Nous disposons encore pour le crédit d'impôt recherche (CIR) d'une possibilité de rescrit, qui a été amélioré il y a peu.

Toutefois, le nombre d'entreprises qui utilisent et bénéficient très opportunément de ces dispositions montre que nous sommes en dessous des possibilités. Nous pensons – et c'est une pierre dans notre jardin – que c'est parce que des entreprises, ou leurs conseils, considèrent qu'il est préférable de ne pas nous demander d'intervenir, et choisissent de demeurer attentistes.

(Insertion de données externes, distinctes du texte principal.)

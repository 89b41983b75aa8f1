//! Drone system - attack drone state machine
//!
//! Drones patrol around their spawn point and periodically scan for machines
//! that have been *fixed*. When they find one they fly over and knock it back
//! to damaged, undoing the robots' work.

use hecs::World;
use rand::Rng;

use crate::components::{Drone, DroneState, MachineId, Name, Position, Vec2};

use super::environment::TickContext;
use super::registry::MachineRegistry;
use super::steering::{has_arrived, steer_toward};
use super::targeting::{find_nearest_machine, is_operational};

/// Run one FSM step for a single drone. Returns the machine struck this tick, if any.
///
/// The retarget timer accumulates every tick regardless of state and is only
/// consumed (and reset) by a scan while patrolling.
pub fn step_drone(
    drone: &mut Drone,
    position: &mut Vec2,
    machines: &mut MachineRegistry,
    ctx: &TickContext,
    rng: &mut impl Rng,
) -> Option<MachineId> {
    drone.retarget_timer += ctx.delta_seconds;

    match drone.state {
        DroneState::Patrolling => {
            patrol(drone, position, ctx, rng);
            if drone.retarget_timer >= drone.params.retarget_interval {
                drone.retarget_timer = 0.0;
                find_machine_to_attack(drone, *position, machines);
            }
            None
        }
        DroneState::ChasingMachine => {
            chase_machine(drone, position, machines, ctx);
            None
        }
        DroneState::Attacking => attack_machine(drone, machines, rng),
    }
}

fn patrol(drone: &mut Drone, position: &mut Vec2, ctx: &TickContext, rng: &mut impl Rng) {
    let arrived = has_arrived(*position, drone.patrol_target, drone.params.patrol_arrive_distance);
    *position = steer_toward(
        *position,
        drone.patrol_target,
        drone.params.move_speed,
        ctx.delta_seconds,
    );

    if arrived {
        drone.choose_patrol_point(rng);
    }
}

fn find_machine_to_attack(drone: &mut Drone, position: Vec2, machines: &MachineRegistry) {
    if let Some(id) =
        find_nearest_machine(machines, position, drone.params.detect_range, is_operational)
    {
        drone.target = Some(id);
        drone.state = DroneState::ChasingMachine;
    }
}

fn chase_machine(
    drone: &mut Drone,
    position: &mut Vec2,
    machines: &MachineRegistry,
    ctx: &TickContext,
) {
    let Some(destination) = drone.target.and_then(|id| machines.position(id)) else {
        drone.target = None;
        drone.state = DroneState::Patrolling;
        return;
    };

    let arrived = has_arrived(*position, destination, drone.params.attack_distance);
    *position = steer_toward(*position, destination, drone.params.move_speed, ctx.delta_seconds);

    if arrived {
        drone.state = DroneState::Attacking;
    }
}

fn attack_machine(
    drone: &mut Drone,
    machines: &mut MachineRegistry,
    rng: &mut impl Rng,
) -> Option<MachineId> {
    let target = drone.target.take();
    drone.state = DroneState::Patrolling;

    let id = target?;
    // A single instantaneous hit; no-op if someone else already broke it
    machines.damage(id)?;
    drone.choose_patrol_point(rng);
    Some(id)
}

/// Step every drone in the world once. Returns the machines struck, in step order.
pub fn drone_system(
    world: &mut World,
    machines: &mut MachineRegistry,
    ctx: &TickContext,
    rng: &mut impl Rng,
) -> Vec<MachineId> {
    let mut strikes = Vec::new();

    for (entity, (drone, pos, name)) in
        world.query_mut::<(&mut Drone, &mut Position, Option<&Name>)>()
    {
        let before = drone.state;
        if let Some(id) = step_drone(drone, &mut pos.point, machines, ctx, rng) {
            strikes.push(id);
        }

        if drone.state != before {
            match name {
                Some(name) => log::debug!("{}: {} -> {}", name, before, drone.state),
                None => log::debug!("drone {:?}: {} -> {}", entity, before, drone.state),
            }
        }
    }

    strikes
}
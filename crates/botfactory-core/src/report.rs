//! Read-only reports on the simulation for status displays and JSON export.

use serde::Serialize;

use crate::components::{MachineId, Vec2};

/// Name and state of one agent
#[derive(Debug, Clone, PartialEq, Eq, Serialize)]
pub struct AgentStatus {
    pub name: String,
    pub state: &'static str,
}

impl std::fmt::Display for AgentStatus {
    fn fmt(&self, f: &mut std::fmt::Formatter<'_>) -> std::fmt::Result {
        write!(f, "{}: {}", self.name, self.state)
    }
}

#[derive(Debug, Clone, Serialize)]
pub struct MachineReport {
    pub id: MachineId,
    pub position: Vec2,
    pub damaged: bool,
    pub repair_progress: f32,
    pub repair_goal: f32,
}

#[derive(Debug, Clone, Serialize)]
pub struct AgentReport {
    pub name: String,
    /// "robot" or "drone"
    pub kind: &'static str,
    pub state: &'static str,
    pub position: Vec2,
    pub target: Option<MachineId>,
    /// Seconds spent on the current repair, for robots that are repairing
    pub repair_seconds: Option<f32>,
}

/// Point-in-time view of a whole session
#[derive(Debug, Clone, Serialize)]
pub struct SimulationSnapshot {
    pub sim_time: f64,
    pub light_level: f32,
    pub repair_score: u32,
    pub remaining_seconds: f32,
    pub shift_over: bool,
    /// Agents spawned this session, including despawned ones
    pub robots_spawned: u32,
    pub drones_spawned: u32,
    pub machines: Vec<MachineReport>,
    pub agents: Vec<AgentReport>,
}

impl SimulationSnapshot {
    pub fn to_json(&self) -> serde_json::Result<String> {
        serde_json::to_string_pretty(self)
    }
}
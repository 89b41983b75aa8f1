//! Target selection - nearest eligible machine within detection range

use crate::components::{Machine, MachineId, Vec2};

use super::registry::MachineRegistry;

/// Robots go after machines that still need work
pub fn needs_repair(machine: &Machine) -> bool {
    machine.is_damaged()
}

/// Drones go after machines somebody already fixed
pub fn is_operational(machine: &Machine) -> bool {
    machine.is_fixed()
}

/// Find the nearest machine passing `eligible` within `detect_range` of `origin`.
///
/// Scans the registry in id order and only replaces the current best when a
/// candidate is strictly closer, so on equal distances the lowest id wins.
pub fn find_nearest_machine(
    machines: &MachineRegistry,
    origin: Vec2,
    detect_range: f32,
    eligible: impl Fn(&Machine) -> bool,
) -> Option<MachineId> {
    let mut best: Option<(MachineId, f32)> = None;

    for (id, slot) in machines.iter() {
        if !eligible(&slot.machine) {
            continue;
        }

        let distance = origin.distance(&slot.position);
        if distance > detect_range {
            continue;
        }

        match best {
            Some((_, best_distance)) if distance >= best_distance => {}
            _ => best = Some((id, distance)),
        }
    }

    best.map(|(id, _)| id)
}
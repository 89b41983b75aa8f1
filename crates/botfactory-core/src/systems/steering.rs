//! Steering - straight-line seek/arrive/wander primitives shared by all agents

use rand::Rng;

use crate::components::Vec2;

/// Advance `position` toward `destination` at `speed` for `delta_seconds`.
///
/// A step that would pass the destination lands exactly on it. When the
/// position already equals the destination nothing moves.
pub fn steer_toward(position: Vec2, destination: Vec2, speed: f32, delta_seconds: f32) -> Vec2 {
    let diff = destination - position;
    let distance = diff.length();
    if distance <= 0.0 {
        return position;
    }

    let step = (speed * delta_seconds).max(0.0);
    if step >= distance {
        return destination;
    }

    position + diff.normalize() * step
}

/// True once `position` is within `threshold` of `destination`
pub fn has_arrived(position: Vec2, destination: Vec2, threshold: f32) -> bool {
    position.distance_squared(&destination) <= threshold * threshold
}

/// Uniformly random point inside the circle of `radius` around `center`
pub fn random_point_in_circle(center: Vec2, radius: f32, rng: &mut impl Rng) -> Vec2 {
    if radius <= 0.0 {
        return center;
    }
    // sqrt keeps the density uniform over the disc area instead of bunching at the center
    let r = radius * rng.gen::<f32>().sqrt();
    let theta = rng.gen_range(0.0..std::f32::consts::TAU);
    center + Vec2::new(r * theta.cos(), r * theta.sin())
}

Cette relation de confiance doit donc se nouer dans la durée, et être fluide, sans arrière-pensée d'une part comme de l'autre. Mais cela n'est pas réalisable avec trois millions d'entreprises, car nous n'avons pas la capacité d'offrir le même service à tout le monde.

Il nous semblait qu'il était économiquement pertinent de mettre des ressources rares – de plus en plus rares à la DGFiP (Sourires.) – au service des enjeux économiques les plus importants. Ce qui nous a conduits à nous concentrer sur les entreprises innovantes, les jeunes pousses, les futures ETI, etc. Toutes choses que la réflexion conduira à définir plus précisément au fil des travaux.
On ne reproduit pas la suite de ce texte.